Países, empresas e famílias em todo o mundo estão se afogando em dívidas. À medida que as taxas de juros sobem, o perigo da inadimplência se aproxima. Para evitar uma catástrofe, não bastam pedidos de cancelamento de dívidas. Em vez disso, devemos lutar pela revolução.
“A teoria moderna da perpetuação da dívida”, escreveu o pai fundador dos Estados Unidos, Thomas Jefferson, “encharcou a terra com sangue e esmagou seus habitantes sob fardos que se acumulam cada vez mais”.

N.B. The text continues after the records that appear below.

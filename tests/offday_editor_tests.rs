#![forbid(unsafe_code)]
use care_schedule::offday_editor::render_month;
use care_schedule::{
    transition, BookingId, BookingOccurrence, BookingStatus, CalendarDayState, CareError, CarerId,
    Dataset, EditorEvent, EditorState, MemoryStore, OffDayCalendarEditor, OffDayException,
    OffDayStore, ServiceId, WeeklySchedule, WeeklyScheduleEntry,
};
use chrono::{Duration, NaiveDate, NaiveTime, TimeZone, Utc};
use proptest::prelude::*;

fn d(y: i32, m: u32, day: u32) -> NaiveDate {
    NaiveDate::from_ymd_opt(y, m, day).unwrap()
}

fn carer() -> CarerId {
    CarerId::new(1)
}

fn schedule_entries(days: &[u8]) -> Vec<WeeklyScheduleEntry> {
    let start = NaiveTime::from_hms_opt(8, 0, 0).unwrap();
    let end = NaiveTime::from_hms_opt(18, 0, 0).unwrap();
    days.iter()
        .map(|wd| WeeklyScheduleEntry::new(carer(), *wd, start, end).unwrap())
        .collect()
}

fn seeded(days: &[u8], off: &[(NaiveDate, NaiveDate)]) -> MemoryStore {
    let data = Dataset {
        schedules: schedule_entries(days),
        off_days: off
            .iter()
            .map(|(from, to)| OffDayException::new(carer(), *from, *to).unwrap())
            .collect(),
        bookings: Vec::new(),
    };
    MemoryStore::new(data, chrono_tz::UTC)
}

const ALL_WEEK: &[u8] = &[0, 1, 2, 3, 4, 5, 6];
const MON_FRI: &[u8] = &[1, 2, 3, 4, 5];

fn ranges(store: &MemoryStore) -> Vec<(NaiveDate, NaiveDate)> {
    store
        .off_days(carer())
        .unwrap()
        .iter()
        .map(|o| (o.date_from, o.date_to))
        .collect()
}

#[test]
fn commit_applies_additions_and_removals() {
    let mut store = seeded(ALL_WEEK, &[(d(2024, 3, 1), d(2024, 3, 2))]);
    let mut editor = OffDayCalendarEditor::open(&mut store, carer(), 2024).unwrap();
    assert_eq!(editor.day_state(d(2024, 3, 1)), CalendarDayState::OriginalOffDay);

    assert_eq!(editor.toggle(d(2024, 3, 1)), CalendarDayState::PendingRemoval);
    assert_eq!(editor.toggle(d(2024, 3, 5)), CalendarDayState::PendingAddition);
    assert_eq!(editor.day_state(d(2024, 3, 4)), CalendarDayState::WorkingAvailable);

    let dates = editor.commit().unwrap();
    assert_eq!(dates, vec![d(2024, 3, 2), d(2024, 3, 5)]);
    assert!(!editor.state().has_pending_edits());
    assert_eq!(editor.day_state(d(2024, 3, 5)), CalendarDayState::OriginalOffDay);
    assert_eq!(editor.day_state(d(2024, 3, 1)), CalendarDayState::WorkingAvailable);

    assert_eq!(
        ranges(&store),
        vec![(d(2024, 3, 2), d(2024, 3, 2)), (d(2024, 3, 5), d(2024, 3, 5))]
    );
}

#[test]
fn commit_without_edits_is_idempotent() {
    let mut store = seeded(ALL_WEEK, &[(d(2024, 3, 1), d(2024, 3, 3))]);
    let before = ranges(&store);
    {
        let mut editor = OffDayCalendarEditor::open(&mut store, carer(), 2024).unwrap();
        let first = editor.commit().unwrap();
        let second = editor.commit().unwrap();
        assert_eq!(first, second);
        assert_eq!(first.len(), 3);
    }
    assert_eq!(ranges(&store), before);
}

#[test]
fn double_toggle_restores_the_original_state() {
    let mut store = seeded(ALL_WEEK, &[(d(2024, 3, 1), d(2024, 3, 1))]);
    let mut editor = OffDayCalendarEditor::open(&mut store, carer(), 2024).unwrap();
    let original = editor.state().clone();
    editor.toggle(d(2024, 3, 1));
    editor.toggle(d(2024, 3, 1));
    assert_eq!(editor.state(), &original);
}

#[test]
fn non_working_days_cannot_be_toggled() {
    let mut store = seeded(MON_FRI, &[]);
    let mut editor = OffDayCalendarEditor::open(&mut store, carer(), 2024).unwrap();
    // 2024-03-02 est un samedi.
    assert_eq!(editor.toggle(d(2024, 3, 2)), CalendarDayState::NonWorkingDay);
    assert!(!editor.state().has_pending_edits());
    // Hors de l'année affichée.
    editor.toggle(d(2025, 3, 3));
    assert!(!editor.state().has_pending_edits());
}

#[test]
fn failed_commit_keeps_pending_edits() {
    let mut store = seeded(ALL_WEEK, &[]);
    let booking = BookingOccurrence {
        id: BookingId::new(9),
        carer: carer(),
        service: ServiceId::new(1),
        start: Utc.with_ymd_and_hms(2024, 3, 5, 10, 0, 0).unwrap(),
        duration_minutes: 60,
        status: BookingStatus::Pending,
    };
    let mut data = store.dataset().clone();
    data.bookings.push(booking);
    store = MemoryStore::new(data, chrono_tz::UTC);

    {
        let mut editor = OffDayCalendarEditor::open(&mut store, carer(), 2024).unwrap();
        editor.toggle(d(2024, 3, 5));
        let err = editor.commit().unwrap_err();
        assert!(matches!(err, CareError::Conflict(_)), "{err}");
        assert!(editor.state().pending().contains(&d(2024, 3, 5)));
        assert_eq!(editor.day_state(d(2024, 3, 5)), CalendarDayState::PendingAddition);

        editor.discard();
        assert!(!editor.state().has_pending_edits());
    }
    assert!(ranges(&store).is_empty());
}

#[test]
fn final_selection_follows_the_schedule_read_at_commit() {
    let all_week = WeeklySchedule::from_entries(carer(), &schedule_entries(ALL_WEEK)).unwrap();
    let mon_fri = WeeklySchedule::from_entries(carer(), &schedule_entries(MON_FRI)).unwrap();
    let off = OffDayException::new(carer(), d(2024, 3, 2), d(2024, 3, 2)).unwrap();
    let state = EditorState::new((d(2024, 1, 1), d(2024, 12, 31)), all_week, &[off]).unwrap();

    let state = transition(&state, EditorEvent::Toggle(d(2024, 3, 4)));
    assert_eq!(
        state.final_selection(&mon_fri),
        vec![d(2024, 3, 4)],
        "the Saturday off-day is no longer a working day"
    );
}

#[test]
fn year_change_requires_confirmation_with_pending_edits() {
    let mut store = seeded(ALL_WEEK, &[(d(2025, 1, 6), d(2025, 1, 6))]);
    let mut editor = OffDayCalendarEditor::open(&mut store, carer(), 2024).unwrap();
    editor.toggle(d(2024, 6, 3));

    let err = editor.set_year(2025, false).unwrap_err();
    assert!(matches!(err, CareError::UnsavedChanges(1)));
    assert_eq!(editor.year(), 2024);
    assert!(editor.state().has_pending_edits());

    editor.set_year(2025, true).unwrap();
    assert_eq!(editor.year(), 2025);
    assert!(!editor.state().has_pending_edits());
    assert_eq!(editor.day_state(d(2025, 1, 6)), CalendarDayState::OriginalOffDay);
}

#[test]
fn ranges_straddling_the_year_are_split() {
    let mut store = seeded(ALL_WEEK, &[(d(2023, 12, 30), d(2024, 1, 2))]);
    {
        let mut editor = OffDayCalendarEditor::open(&mut store, carer(), 2024).unwrap();
        assert_eq!(editor.day_state(d(2024, 1, 1)), CalendarDayState::OriginalOffDay);
        editor.toggle(d(2024, 1, 2));
        assert_eq!(editor.commit().unwrap(), vec![d(2024, 1, 1)]);
    }
    assert_eq!(
        ranges(&store),
        vec![(d(2023, 12, 30), d(2023, 12, 31)), (d(2024, 1, 1), d(2024, 1, 1))]
    );
}

#[test]
fn month_grid_renders_sunday_first() {
    let mut store = seeded(MON_FRI, &[(d(2024, 3, 1), d(2024, 3, 1))]);
    let mut editor = OffDayCalendarEditor::open(&mut store, carer(), 2024).unwrap();
    editor.toggle(d(2024, 3, 1));
    editor.toggle(d(2024, 3, 5));

    let weeks = editor.month_grid(3).unwrap();
    assert_eq!(weeks.len(), 6);
    assert!(weeks[0][..5].iter().all(Option::is_none));

    let first_week = format!("{}1x  2-", " ".repeat(22));
    let expected = [
        "  Su  Mo  Tu  We  Th  Fr  Sa",
        first_week.as_str(),
        "  3-  4.  5+  6.  7.  8.  9-",
        " 10- 11. 12. 13. 14. 15. 16-",
        " 17- 18. 19. 20. 21. 22. 23-",
        " 24- 25. 26. 27. 28. 29. 30-",
        " 31-",
    ];
    let rendered = render_month(&weeks);
    assert_eq!(rendered.lines().collect::<Vec<_>>(), expected);
    assert!(editor.month_grid(13).is_err());
}

proptest! {
    #[test]
    fn toggle_is_an_involution(
        offset in 0i64..366,
        weekdays in proptest::collection::btree_set(0u8..7, 0..7),
    ) {
        let days: Vec<u8> = weekdays.into_iter().collect();
        let schedule = WeeklySchedule::from_entries(carer(), &schedule_entries(&days)).unwrap();
        let off = OffDayException::new(carer(), d(2024, 2, 1), d(2024, 2, 10)).unwrap();
        let state = EditorState::new((d(2024, 1, 1), d(2024, 12, 31)), schedule, &[off]).unwrap();
        let date = d(2024, 1, 1) + Duration::days(offset);

        let once = transition(&state, EditorEvent::Toggle(date));
        let twice = transition(&once, EditorEvent::Toggle(date));
        prop_assert_eq!(twice, state);
    }
}
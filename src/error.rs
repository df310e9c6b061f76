//! Erreurs du cœur de planification.

use thiserror::Error;

#[derive(Error, Debug)]
pub enum CareError {
    /// Entrée mal formée ; `field` nomme le champ fautif pour l'affichage.
    #[error("invalid {field}: {message}")]
    Validation { field: &'static str, message: String },
    /// Mutation en collision avec des réservations engagées.
    #[error("conflict: {0}")]
    Conflict(String),
    #[error("not found: {0}")]
    NotFound(String),
    /// Navigation refusée tant que des modifications ne sont pas enregistrées.
    #[error("unsaved changes: {0} pending edit(s) would be discarded")]
    UnsavedChanges(usize),
    #[error(transparent)]
    Other(#[from] anyhow::Error),
}

impl CareError {
    pub fn validation<M: Into<String>>(field: &'static str, message: M) -> Self {
        Self::Validation {
            field,
            message: message.into(),
        }
    }

    /// Champ concerné pour un message au niveau du formulaire, `None` pour
    /// un message global.
    pub fn field(&self) -> Option<&'static str> {
        match self {
            Self::Validation { field, .. } => Some(*field),
            _ => None,
        }
    }
}

pub type Result<T> = std::result::Result<T, CareError>;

O mundo inteiro está enterrado em dívidas. O financiamento do déficit coloca os governos no vermelho em dezenas de bilhões todo ano. A dívida pública do Reino Unido está agora acima de 100% do PIB. Nos EUA, Republicanos e Democratas têm desempenhado um jogo perigoso de covardia sobre o teto da dívida do país, representando a ameaça de inadimplência na maior economia do mundo.
E isso sem mencionar os países de baixa renda na África e em outros lugares: colhidos na armadilha de imensos encargos de dívidas e de pagamentos em espiral, e à mercê do capital financeiro internacional.
Com os bancos centrais elevando as taxas de juros em um esforço para domar a inflação, a questão do que fazer com toda essa dívida está sendo colocada cada vez mais agudamente. A classe dominante ainda está dividida sobre esta questão, como demonstra o recente impasse no Congresso americano.
Mas todos concordam em uma coisa. Dos resgates dos bancos aos custos dos gastos do COVID, é a classe trabalhadora que deve ser obrigada a pagar a conta.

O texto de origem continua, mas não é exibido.